UC Davis Study Finds Cancer Survival Rates Improving In California
DAVIS (CBS13) — A study by UC Davis has found cancer survival rates in the state of California improved over the course of 20 years.
The study compared the relative survival rates of people diagnosed with cancer between 1990 and 1994 to those diagnosed between 2006 and 2010. Those rates rose from 58 to 65 percent.
READ THE STUDY: Cancer Survival in California (UC Davis study)
Early diagnosis is cited as a major reason for the improved survival rates. The earlier a case was diagnosed, the longer someone was likely to survive. This was especially true with colorectal cancer, where the survival rate plummets from 91.1 percent for patients with a Stage 1 diagnosis to just 12 percent with a Stage 4 diagnosis.

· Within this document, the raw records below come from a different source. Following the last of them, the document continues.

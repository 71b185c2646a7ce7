use std::path::PathBuf;
use std::sync::Arc;

use briefing::embeddings::EmbeddingClient;
use briefing::llm::{create_generator, StructuredGenerator};
use briefing::net::{plain_client, retrying_client};
use briefing::orchestrator::run_once;
use briefing::rerank::{HttpReranker, Reranker};
use briefing::settings::read_settings_file;
use briefing::sources::create_sources;
use clap::Parser;
use tracing_subscriber::{
    filter::LevelFilter, layer::SubscriberExt, util::SubscriberInitExt, EnvFilter,
};
use tracing_unwrap::ResultExt;

#[derive(Debug, Parser)]
#[command(author, version, about = "Run a briefing generation task", long_about = None)]
struct Args {
    /// Path to the briefing settings TOML file
    #[arg(long)]
    config: PathBuf,
}

#[tokio::main]
async fn main() {
    tracing_subscriber::registry()
        .with(tracing_subscriber::fmt::layer())
        .with(
            EnvFilter::builder()
                .with_default_directive(LevelFilter::INFO.into())
                .from_env_lossy(),
        )
        .init();

    let args = Args::parse();
    let settings = read_settings_file(&args.config)
        .await
        .expect_or_log("Can't read settings");
    settings.validate().expect_or_log("Invalid settings");

    let sources = create_sources(&settings.sources).expect_or_log("Can't create sources");
    let embedding_client = EmbeddingClient::new(plain_client(), settings.processing.embedding.clone());
    let reranker: Arc<dyn Reranker> = Arc::new(HttpReranker::new(
        retrying_client(3),
        settings.processing.reranker.clone(),
    ));
    let generator: Arc<dyn StructuredGenerator> =
        Arc::from(create_generator(plain_client(), &settings.summarization)
            .expect_or_log("Can't create LLM provider"));

    match run_once(&settings, &sources, &embedding_client, reranker, generator).await {
        Ok(outcome) if outcome.is_empty() => {
            tracing::info!("empty briefing, nothing to publish");
        }
        Ok(_) => {
            tracing::info!("OK: briefing generated");
        }
        Err(e) => {
            tracing::error!("briefing run failed: {:#}", e);
            std::process::exit(1);
        }
    }
}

Improved survival rates show progress in cancer science, but aren't a panacea. Lung cancer survival rates are still at 44.2 percent after the first year and fall to 17.2 percent at the five-year mark.
The study used "relative survival" to determine how much longer people have lived since their diagnosis. A 91.1 percent diagnosis doesn't mean 91 percent of people diagnosed survived, rather it means they were 91 percent as likely to survive as people who share the same sex, race and age.
The study also found disparities in how long people survived based on race. African-American survival rates lagged in many of the cancers studied.